Below are some records. Count the lines with "missing" in them and give nothing but the total.

┌─ SUPPLIED DATA

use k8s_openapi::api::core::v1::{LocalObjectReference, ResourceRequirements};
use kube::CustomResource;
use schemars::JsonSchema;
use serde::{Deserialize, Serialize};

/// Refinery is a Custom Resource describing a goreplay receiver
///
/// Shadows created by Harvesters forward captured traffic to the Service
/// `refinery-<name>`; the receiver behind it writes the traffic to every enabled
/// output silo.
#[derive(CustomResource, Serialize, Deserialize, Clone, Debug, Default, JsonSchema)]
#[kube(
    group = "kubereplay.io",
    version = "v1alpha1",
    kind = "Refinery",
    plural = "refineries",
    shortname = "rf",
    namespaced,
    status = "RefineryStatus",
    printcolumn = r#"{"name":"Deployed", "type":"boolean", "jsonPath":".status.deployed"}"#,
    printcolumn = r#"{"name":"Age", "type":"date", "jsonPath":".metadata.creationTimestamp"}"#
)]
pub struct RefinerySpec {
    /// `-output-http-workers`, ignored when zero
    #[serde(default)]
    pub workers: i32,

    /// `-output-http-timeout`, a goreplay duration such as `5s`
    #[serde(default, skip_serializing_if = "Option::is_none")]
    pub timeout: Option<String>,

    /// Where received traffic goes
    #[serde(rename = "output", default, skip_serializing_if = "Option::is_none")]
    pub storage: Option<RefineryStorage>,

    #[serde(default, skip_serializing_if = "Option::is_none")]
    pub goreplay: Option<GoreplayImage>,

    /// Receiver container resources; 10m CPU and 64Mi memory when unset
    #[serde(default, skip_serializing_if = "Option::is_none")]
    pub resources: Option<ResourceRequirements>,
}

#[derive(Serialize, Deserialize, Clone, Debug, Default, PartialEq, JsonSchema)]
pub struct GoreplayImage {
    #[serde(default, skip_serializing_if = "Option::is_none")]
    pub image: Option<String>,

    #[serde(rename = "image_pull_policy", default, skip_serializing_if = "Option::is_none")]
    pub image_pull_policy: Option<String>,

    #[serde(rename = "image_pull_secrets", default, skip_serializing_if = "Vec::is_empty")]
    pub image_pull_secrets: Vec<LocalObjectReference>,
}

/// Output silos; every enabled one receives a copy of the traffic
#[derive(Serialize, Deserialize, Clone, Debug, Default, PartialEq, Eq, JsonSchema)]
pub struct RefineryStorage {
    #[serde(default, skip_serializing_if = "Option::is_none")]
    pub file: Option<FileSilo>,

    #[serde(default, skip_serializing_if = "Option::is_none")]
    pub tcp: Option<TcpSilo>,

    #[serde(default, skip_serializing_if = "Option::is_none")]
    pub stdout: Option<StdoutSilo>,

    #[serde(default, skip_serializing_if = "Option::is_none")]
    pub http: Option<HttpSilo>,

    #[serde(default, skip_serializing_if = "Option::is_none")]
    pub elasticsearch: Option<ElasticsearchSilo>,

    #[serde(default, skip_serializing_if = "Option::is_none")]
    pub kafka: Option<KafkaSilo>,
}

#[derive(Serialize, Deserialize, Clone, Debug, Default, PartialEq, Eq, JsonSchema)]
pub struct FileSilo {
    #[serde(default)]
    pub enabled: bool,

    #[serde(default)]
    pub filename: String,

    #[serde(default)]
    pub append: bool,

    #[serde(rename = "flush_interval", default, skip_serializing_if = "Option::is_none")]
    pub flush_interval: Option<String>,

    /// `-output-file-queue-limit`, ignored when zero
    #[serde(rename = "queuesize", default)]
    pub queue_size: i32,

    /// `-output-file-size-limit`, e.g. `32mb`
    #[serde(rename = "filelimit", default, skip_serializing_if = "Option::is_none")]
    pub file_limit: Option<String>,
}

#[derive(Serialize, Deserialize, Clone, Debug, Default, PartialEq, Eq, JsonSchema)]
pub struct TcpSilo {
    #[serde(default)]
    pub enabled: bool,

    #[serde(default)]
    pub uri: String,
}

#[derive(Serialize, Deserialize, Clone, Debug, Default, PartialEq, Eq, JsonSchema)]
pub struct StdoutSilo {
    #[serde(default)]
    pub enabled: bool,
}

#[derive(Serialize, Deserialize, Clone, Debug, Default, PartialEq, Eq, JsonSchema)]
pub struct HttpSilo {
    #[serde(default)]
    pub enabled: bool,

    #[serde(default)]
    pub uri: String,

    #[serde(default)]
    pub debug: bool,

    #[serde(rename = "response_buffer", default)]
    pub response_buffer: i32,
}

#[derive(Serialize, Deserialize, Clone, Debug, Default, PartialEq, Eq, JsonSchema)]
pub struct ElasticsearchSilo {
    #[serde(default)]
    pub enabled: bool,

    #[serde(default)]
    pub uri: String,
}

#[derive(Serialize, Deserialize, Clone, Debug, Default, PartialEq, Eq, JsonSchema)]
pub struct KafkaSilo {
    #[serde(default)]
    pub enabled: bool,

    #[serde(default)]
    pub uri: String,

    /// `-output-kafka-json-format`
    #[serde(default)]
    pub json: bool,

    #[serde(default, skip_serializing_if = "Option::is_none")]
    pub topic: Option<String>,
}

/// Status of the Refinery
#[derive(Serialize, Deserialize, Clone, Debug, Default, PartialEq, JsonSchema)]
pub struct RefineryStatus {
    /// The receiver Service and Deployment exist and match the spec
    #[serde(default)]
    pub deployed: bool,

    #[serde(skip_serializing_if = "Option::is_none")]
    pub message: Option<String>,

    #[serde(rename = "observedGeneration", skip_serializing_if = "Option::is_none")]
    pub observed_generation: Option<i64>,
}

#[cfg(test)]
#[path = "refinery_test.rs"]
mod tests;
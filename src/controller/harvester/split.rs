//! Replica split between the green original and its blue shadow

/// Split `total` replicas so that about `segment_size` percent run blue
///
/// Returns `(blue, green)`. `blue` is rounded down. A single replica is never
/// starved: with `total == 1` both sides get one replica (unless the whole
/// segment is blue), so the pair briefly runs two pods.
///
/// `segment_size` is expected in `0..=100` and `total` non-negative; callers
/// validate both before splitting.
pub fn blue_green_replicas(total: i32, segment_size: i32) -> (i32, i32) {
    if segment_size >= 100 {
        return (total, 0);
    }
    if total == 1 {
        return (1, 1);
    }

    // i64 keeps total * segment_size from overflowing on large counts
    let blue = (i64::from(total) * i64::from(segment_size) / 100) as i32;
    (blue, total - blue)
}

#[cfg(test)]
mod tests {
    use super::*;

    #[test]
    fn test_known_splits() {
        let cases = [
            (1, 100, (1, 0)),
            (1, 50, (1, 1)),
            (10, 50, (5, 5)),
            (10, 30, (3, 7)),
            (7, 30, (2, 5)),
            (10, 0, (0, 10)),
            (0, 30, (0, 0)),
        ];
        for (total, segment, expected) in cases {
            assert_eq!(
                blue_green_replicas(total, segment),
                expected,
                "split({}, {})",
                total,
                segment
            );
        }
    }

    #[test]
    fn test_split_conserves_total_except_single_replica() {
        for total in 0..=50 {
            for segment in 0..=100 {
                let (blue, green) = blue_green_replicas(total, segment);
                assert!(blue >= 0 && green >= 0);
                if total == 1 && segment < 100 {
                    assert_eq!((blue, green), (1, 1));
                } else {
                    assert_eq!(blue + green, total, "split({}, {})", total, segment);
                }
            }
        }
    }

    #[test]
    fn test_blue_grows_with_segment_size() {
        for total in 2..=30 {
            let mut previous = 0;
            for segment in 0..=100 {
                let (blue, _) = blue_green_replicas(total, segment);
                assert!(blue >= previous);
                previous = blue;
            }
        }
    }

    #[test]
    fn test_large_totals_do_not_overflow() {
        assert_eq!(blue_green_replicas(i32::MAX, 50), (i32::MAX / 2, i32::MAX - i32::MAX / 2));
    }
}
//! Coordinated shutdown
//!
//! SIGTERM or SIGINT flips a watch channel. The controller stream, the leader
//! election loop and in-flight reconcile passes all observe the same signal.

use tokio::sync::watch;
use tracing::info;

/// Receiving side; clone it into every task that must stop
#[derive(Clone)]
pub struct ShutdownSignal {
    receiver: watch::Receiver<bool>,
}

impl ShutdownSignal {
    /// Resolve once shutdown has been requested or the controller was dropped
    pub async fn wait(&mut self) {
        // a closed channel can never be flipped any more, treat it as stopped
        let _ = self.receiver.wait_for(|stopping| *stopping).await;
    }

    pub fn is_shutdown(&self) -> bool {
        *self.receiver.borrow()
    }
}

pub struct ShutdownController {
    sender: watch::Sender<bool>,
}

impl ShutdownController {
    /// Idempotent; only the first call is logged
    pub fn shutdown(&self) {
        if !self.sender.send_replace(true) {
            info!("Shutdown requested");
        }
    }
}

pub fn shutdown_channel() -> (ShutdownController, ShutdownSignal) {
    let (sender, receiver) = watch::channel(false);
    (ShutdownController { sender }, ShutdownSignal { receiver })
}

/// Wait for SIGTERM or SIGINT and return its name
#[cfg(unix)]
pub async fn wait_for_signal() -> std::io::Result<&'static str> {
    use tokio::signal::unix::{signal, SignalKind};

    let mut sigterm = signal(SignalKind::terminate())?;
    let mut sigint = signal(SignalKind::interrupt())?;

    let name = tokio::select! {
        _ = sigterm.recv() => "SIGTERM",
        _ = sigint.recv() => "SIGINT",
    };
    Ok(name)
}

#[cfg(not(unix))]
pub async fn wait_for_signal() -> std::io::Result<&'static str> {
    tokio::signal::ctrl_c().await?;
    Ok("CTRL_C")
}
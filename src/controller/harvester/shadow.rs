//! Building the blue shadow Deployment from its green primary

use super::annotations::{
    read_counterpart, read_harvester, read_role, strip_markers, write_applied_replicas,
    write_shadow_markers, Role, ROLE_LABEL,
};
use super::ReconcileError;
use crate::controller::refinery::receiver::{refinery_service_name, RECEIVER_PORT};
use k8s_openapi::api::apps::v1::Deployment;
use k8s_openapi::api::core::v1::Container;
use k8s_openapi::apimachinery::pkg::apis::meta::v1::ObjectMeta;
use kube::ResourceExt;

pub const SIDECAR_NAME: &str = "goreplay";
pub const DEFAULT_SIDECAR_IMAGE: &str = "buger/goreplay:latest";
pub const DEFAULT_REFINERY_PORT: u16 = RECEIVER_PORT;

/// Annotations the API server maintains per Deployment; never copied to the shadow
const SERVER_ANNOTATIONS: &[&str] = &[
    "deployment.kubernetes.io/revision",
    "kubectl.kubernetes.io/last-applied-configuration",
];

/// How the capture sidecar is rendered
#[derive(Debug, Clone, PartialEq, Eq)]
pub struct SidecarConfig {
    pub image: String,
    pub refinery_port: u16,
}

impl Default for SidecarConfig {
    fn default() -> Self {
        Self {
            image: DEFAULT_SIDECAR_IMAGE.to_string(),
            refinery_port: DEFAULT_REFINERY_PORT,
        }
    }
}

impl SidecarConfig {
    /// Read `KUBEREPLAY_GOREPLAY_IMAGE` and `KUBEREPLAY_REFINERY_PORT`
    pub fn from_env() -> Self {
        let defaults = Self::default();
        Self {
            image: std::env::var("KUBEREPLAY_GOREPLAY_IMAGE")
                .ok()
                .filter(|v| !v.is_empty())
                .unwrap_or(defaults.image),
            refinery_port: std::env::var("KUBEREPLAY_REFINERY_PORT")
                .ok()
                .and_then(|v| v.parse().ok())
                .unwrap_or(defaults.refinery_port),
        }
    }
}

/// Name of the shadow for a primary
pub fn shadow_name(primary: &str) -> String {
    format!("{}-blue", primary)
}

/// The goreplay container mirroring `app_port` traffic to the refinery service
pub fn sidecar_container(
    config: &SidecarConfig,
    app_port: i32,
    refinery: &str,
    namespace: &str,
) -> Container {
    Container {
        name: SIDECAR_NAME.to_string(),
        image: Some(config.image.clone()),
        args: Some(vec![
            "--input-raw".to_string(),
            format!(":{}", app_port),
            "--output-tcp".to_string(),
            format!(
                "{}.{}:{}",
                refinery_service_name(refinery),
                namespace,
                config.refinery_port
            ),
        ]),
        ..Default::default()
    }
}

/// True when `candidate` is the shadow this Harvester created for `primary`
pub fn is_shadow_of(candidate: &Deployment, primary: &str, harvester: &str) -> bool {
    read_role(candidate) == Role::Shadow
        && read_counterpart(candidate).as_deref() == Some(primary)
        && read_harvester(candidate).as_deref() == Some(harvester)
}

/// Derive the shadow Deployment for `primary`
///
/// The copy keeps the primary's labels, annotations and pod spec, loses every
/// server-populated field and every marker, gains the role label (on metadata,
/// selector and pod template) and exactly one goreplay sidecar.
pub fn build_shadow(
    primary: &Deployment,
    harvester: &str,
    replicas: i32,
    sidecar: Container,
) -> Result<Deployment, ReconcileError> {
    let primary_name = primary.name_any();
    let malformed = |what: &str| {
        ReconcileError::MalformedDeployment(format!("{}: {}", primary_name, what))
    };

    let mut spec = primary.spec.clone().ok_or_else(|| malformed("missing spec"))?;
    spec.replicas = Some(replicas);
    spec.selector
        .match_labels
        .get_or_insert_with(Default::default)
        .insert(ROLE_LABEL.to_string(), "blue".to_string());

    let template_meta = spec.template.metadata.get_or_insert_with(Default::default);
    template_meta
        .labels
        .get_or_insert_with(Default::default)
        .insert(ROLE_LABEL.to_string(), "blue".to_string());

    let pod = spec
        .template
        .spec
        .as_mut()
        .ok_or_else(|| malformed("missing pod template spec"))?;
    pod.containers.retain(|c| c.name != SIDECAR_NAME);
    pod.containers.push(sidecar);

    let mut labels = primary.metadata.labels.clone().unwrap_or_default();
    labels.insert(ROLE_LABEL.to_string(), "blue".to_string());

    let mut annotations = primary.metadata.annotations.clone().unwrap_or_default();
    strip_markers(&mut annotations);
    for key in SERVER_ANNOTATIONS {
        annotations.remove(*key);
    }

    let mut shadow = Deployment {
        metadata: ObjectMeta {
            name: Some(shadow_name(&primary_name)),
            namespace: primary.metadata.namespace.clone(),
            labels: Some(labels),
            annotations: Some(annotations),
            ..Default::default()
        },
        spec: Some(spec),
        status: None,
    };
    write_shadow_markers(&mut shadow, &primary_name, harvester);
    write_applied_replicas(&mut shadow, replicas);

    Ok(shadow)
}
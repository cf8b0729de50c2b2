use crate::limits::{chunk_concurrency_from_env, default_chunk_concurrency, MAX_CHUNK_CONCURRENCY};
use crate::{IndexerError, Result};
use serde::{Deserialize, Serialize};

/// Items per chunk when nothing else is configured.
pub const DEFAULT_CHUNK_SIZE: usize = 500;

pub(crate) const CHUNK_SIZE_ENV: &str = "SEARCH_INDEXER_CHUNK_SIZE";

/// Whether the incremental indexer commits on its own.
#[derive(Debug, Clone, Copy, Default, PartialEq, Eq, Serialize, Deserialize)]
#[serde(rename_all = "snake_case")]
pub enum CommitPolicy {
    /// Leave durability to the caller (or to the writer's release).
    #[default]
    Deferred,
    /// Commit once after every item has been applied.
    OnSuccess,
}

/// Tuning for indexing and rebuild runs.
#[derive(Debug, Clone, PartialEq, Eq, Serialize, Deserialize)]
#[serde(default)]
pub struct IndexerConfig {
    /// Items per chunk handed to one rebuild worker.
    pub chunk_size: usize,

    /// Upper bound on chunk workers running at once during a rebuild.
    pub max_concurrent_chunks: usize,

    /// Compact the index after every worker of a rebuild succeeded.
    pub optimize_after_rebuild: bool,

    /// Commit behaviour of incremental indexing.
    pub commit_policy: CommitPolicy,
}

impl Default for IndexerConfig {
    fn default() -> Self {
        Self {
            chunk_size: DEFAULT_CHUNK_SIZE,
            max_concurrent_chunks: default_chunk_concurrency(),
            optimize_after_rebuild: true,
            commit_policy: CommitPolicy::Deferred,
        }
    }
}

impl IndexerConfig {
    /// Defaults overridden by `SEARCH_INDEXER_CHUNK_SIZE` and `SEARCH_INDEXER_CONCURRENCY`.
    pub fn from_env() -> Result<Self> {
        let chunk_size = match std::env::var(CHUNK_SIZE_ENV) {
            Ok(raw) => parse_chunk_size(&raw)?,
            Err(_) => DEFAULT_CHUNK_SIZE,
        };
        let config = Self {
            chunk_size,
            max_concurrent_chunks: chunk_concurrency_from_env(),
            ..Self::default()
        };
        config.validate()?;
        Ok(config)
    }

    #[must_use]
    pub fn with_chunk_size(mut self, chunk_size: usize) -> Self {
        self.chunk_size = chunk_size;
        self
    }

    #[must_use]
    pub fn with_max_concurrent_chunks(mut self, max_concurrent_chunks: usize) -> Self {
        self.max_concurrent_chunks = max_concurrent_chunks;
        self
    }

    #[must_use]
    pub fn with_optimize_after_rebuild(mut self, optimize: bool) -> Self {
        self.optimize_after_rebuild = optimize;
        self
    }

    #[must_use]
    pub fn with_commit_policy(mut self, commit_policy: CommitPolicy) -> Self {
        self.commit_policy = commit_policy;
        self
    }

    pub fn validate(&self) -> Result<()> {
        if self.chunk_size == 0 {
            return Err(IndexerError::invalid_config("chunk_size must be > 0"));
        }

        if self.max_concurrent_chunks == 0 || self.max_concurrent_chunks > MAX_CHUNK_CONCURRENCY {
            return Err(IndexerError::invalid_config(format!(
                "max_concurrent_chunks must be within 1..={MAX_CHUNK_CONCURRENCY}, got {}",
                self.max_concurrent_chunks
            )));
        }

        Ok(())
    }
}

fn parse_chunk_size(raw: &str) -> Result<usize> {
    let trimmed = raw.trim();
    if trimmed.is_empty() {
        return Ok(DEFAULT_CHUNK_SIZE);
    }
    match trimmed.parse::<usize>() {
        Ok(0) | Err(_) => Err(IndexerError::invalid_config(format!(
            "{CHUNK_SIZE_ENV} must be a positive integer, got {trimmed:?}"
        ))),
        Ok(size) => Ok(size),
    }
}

└─

__WORKED SOLUTION__
2